EXERCISE GOAL:
Give back the entries exactly, ending with the "pub enum RecordSelector" line.

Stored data
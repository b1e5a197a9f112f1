//! Store façade: typed reads and writes against the memory source.
//!
//! Everything goes through the memory source, so whatever strategies are
//! active on it (forwarding to a remote, merging results back) apply to
//! store calls as well.

use std::sync::Arc;

use tether_engine::{
    Operation, QueryExpr, Record, RecordBatch, RecordIdentity, RelationshipData, Schema,
};

use crate::error::Result;
use crate::memory::MemorySource;
use crate::source::Source;

/// How to pick a single record.
#[derive(Debug, Clone, PartialEq, Eq)]
pub enum RecordSelector {
    /// By the remote key, e.g. `remoteId = "12345"`
    ByKey {
        type_name: String,
        key: String,
        value: String,
    },
    /// By internal id
    ById { type_name: String, id: String },
}

impl RecordSelector {
    pub fn by_key(
        type_name: impl Into<String>,
        key: impl Into<String>,
        value: impl Into<String>,
    ) -> Self {
        RecordSelector::ByKey {
            type_name: type_name.into(),
            key: key.into(),
            value: value.into(),
        }
    }

    pub fn by_id(type_name: impl Into<String>, id: impl Into<String>) -> Self {
        RecordSelector::ById {
            type_name: type_name.into(),
            id: id.into(),
        }
    }
}

#[derive(Debug, Clone)]
pub struct Store {
    memory: Arc<MemorySource>,
}

impl Store {
    pub fn new(memory: Arc<MemorySource>) -> Self {
        Self { memory }
    }

    pub fn memory(&self) -> &Arc<MemorySource> {
        &self.memory
    }

    pub fn schema(&self) -> Arc<Schema> {
        self.memory.schema()
    }

    fn views(&self, batch: RecordBatch) -> Vec<RecordView> {
        batch
            .primary_records()
            .into_iter()
            .map(|record| RecordView::new(record, Arc::clone(&self.memory)))
            .collect()
    }

    /// Resolve a selector to an identity.
    ///
    /// A key the key map has never seen is allocated an internal id, so a
    /// forwarded query has an identity to address.
    fn identity(&self, selector: &RecordSelector) -> Result<RecordIdentity> {
        match selector {
            RecordSelector::ById { type_name, id } => {
                Ok(RecordIdentity::new(type_name.clone(), id.clone()))
            }
            RecordSelector::ByKey {
                type_name,
                key,
                value,
            } => {
                if let Some(record) = self.memory.find_by_key(type_name, key, value)? {
                    return Ok(record.identity());
                }
                let id = self.memory.keymap().resolve_or_allocate(type_name, value);
                Ok(RecordIdentity::new(type_name.clone(), id))
            }
        }
    }

    /// Find a single record. `None` when neither source has it.
    pub async fn find_record(&self, selector: RecordSelector) -> Result<Option<RecordView>> {
        let identity = self.identity(&selector)?;
        let batch = self
            .memory
            .query(&QueryExpr::find_record(identity))
            .await?;
        Ok(self.views(batch).into_iter().next())
    }

    pub async fn query(&self, query: &QueryExpr) -> Result<Vec<RecordView>> {
        let batch = self.memory.query(query).await?;
        Ok(self.views(batch))
    }

    pub async fn update(&self, operation: &Operation) -> Result<Vec<RecordView>> {
        let batch = self.memory.update(operation).await?;
        Ok(self.views(batch))
    }

    /// Read a record from the memory source only, without any forwarding.
    pub fn peek(&self, identity: &RecordIdentity) -> Option<RecordView> {
        self.memory
            .get(identity)
            .map(|record| RecordView::new(record, Arc::clone(&self.memory)))
    }
}

/// A read-only view of a stored record.
///
/// Shares the stored `Arc<Record>`; later updates produce a new record and
/// do not change what an existing view sees. Related records are looked up
/// in the memory source when asked for.
#[derive(Clone)]
pub struct RecordView {
    record: Arc<Record>,
    memory: Arc<MemorySource>,
}

impl RecordView {
    fn new(record: Arc<Record>, memory: Arc<MemorySource>) -> Self {
        Self { record, memory }
    }

    pub fn identity(&self) -> RecordIdentity {
        self.record.identity()
    }

    pub fn record(&self) -> &Arc<Record> {
        &self.record
    }

    pub fn get_attribute(&self, name: &str) -> Option<&serde_json::Value> {
        self.record.attribute(name)
    }

    pub fn get_key(&self, name: &str) -> Option<&str> {
        self.record.key(name)
    }

    /// The record on the other end of a to-one relationship, if set and
    /// present locally.
    pub fn get_related_record(&self, relationship: &str) -> Option<RecordView> {
        match self.record.relationship(relationship)? {
            RelationshipData::One(Some(identity)) => self.resolve(identity),
            _ => None,
        }
    }

    /// The records on the other end of a to-many relationship that are
    /// present locally, in relationship order.
    pub fn get_related_records(&self, relationship: &str) -> Vec<RecordView> {
        match self.record.relationship(relationship) {
            Some(RelationshipData::Many(identities)) => {
                identities.iter().filter_map(|i| self.resolve(i)).collect()
            }
            _ => Vec::new(),
        }
    }

    fn resolve(&self, identity: &RecordIdentity) -> Option<RecordView> {
        self.memory
            .get(identity)
            .map(|record| RecordView::new(record, Arc::clone(&self.memory)))
    }
}

impl std::fmt::Debug for RecordView {
    fn fmt(&self, f: &mut std::fmt::Formatter<'_>) -> std::fmt::Result {
        f.debug_tuple("RecordView").field(&self.record).finish()
    }
}

impl PartialEq for RecordView {
    fn eq(&self, other: &Self) -> bool {
        self.record == other.record
    }
}

#[cfg(test)]
mod tests {
    use super::*;
    use serde_json::json;
    use tether_engine::{FieldType, KeyMap, ModelDescription};

    fn store() -> Store {
        let schema = Schema::derive([
            (
                "planet",
                ModelDescription::new()
                    .key("remoteId")
                    .attr("name", FieldType::String)
                    .has_many("moons", "moon"),
            ),
            (
                "moon",
                ModelDescription::new()
                    .key("remoteId")
                    .attr("name", FieldType::String)
                    .has_one("planet", "planet"),
            ),
        ])
        .unwrap();
        Store::new(MemorySource::new_shared(
            "memory",
            Arc::new(schema),
            Arc::new(KeyMap::new()),
        ))
    }

    #[tokio::test]
    async fn find_by_id_and_key() {
        let store = store();
        store
            .update(&Operation::add_record(
                Record::new("planet", "p1")
                    .with_key("remoteId", "3")
                    .with_attribute("name", json!("Earth")),
            ))
            .await
            .unwrap();

        let by_id = store
            .find_record(RecordSelector::by_id("planet", "p1"))
            .await
            .unwrap()
            .unwrap();
        assert_eq!(by_id.get_attribute("name"), Some(&json!("Earth")));
        assert_eq!(by_id.get_key("remoteId"), Some("3"));

        let by_key = store
            .find_record(RecordSelector::by_key("planet", "remoteId", "3"))
            .await
            .unwrap()
            .unwrap();
        assert_eq!(by_key, by_id);
    }

    #[tokio::test]
    async fn missing_record_is_none() {
        let store = store();
        let found = store
            .find_record(RecordSelector::by_key("planet", "remoteId", "404"))
            .await
            .unwrap();
        assert!(found.is_none());
    }

    #[tokio::test]
    async fn wrong_key_field_is_an_error() {
        let store = store();
        let result = store
            .find_record(RecordSelector::by_key("planet", "name", "Earth"))
            .await;
        assert!(result.is_err());
    }

    #[tokio::test]
    async fn related_getters_read_locally() {
        let store = store();
        let earth = RecordIdentity::new("planet", "p1");
        let moon = RecordIdentity::new("moon", "m1");
        let ghost = RecordIdentity::new("moon", "never-loaded");

        store
            .update(&Operation::add_record(
                Record::new("moon", "m1")
                    .with_attribute("name", json!("Moon"))
                    .with_has_one("planet", Some(earth.clone())),
            ))
            .await
            .unwrap();
        store
            .update(&Operation::add_record(
                Record::new("planet", "p1")
                    .with_attribute("name", json!("Earth"))
                    .with_has_many("moons", [moon.clone(), ghost]),
            ))
            .await
            .unwrap();

        let view = store.peek(&moon).unwrap();
        let planet = view.get_related_record("planet").unwrap();
        assert_eq!(planet.get_attribute("name"), Some(&json!("Earth")));

        let moons = planet.get_related_records("moons");
        assert_eq!(moons.len(), 1);
        assert_eq!(moons[0].identity(), moon);

        assert!(view.get_related_record("missing").is_none());
        assert!(planet.get_related_records("planet").is_empty());
    }

    #[tokio::test]
    async fn views_share_the_stored_record() {
        let store = store();
        let identity = RecordIdentity::new("planet", "p1");
        store
            .update(&Operation::add_record(Record::new("planet", "p1")))
            .await
            .unwrap();

        let first = store.peek(&identity).unwrap();
        let second = store.peek(&identity).unwrap();
        assert!(Arc::ptr_eq(first.record(), second.record()));

        store
            .update(&Operation::replace_attribute(identity.clone(), "name", json!("Earth")))
            .await
            .unwrap();
        assert_eq!(first.get_attribute("name"), None);
        assert_eq!(
            store.peek(&identity).unwrap().get_attribute("name"),
            Some(&json!("Earth"))
        );
    }
}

REPLY:
repository b1e5a197a9f112f1
//! Store façade: typed reads and writes against the memory source.
//!
//! Everything goes through the memory source, so whatever strategies are
//! active on it (forwarding to a remote, merging results back) apply to
//! store calls as well.

use std::sync::Arc;

use tether_engine::{
    Operation, QueryExpr, Record, RecordBatch, RecordIdentity, RelationshipData, Schema,
};

use crate::error::Result;
use crate::memory::MemorySource;
use crate::source::Source;

/// How to pick a single record.
#[derive(Debug, Clone, PartialEq, Eq)]
pub enum RecordSelector {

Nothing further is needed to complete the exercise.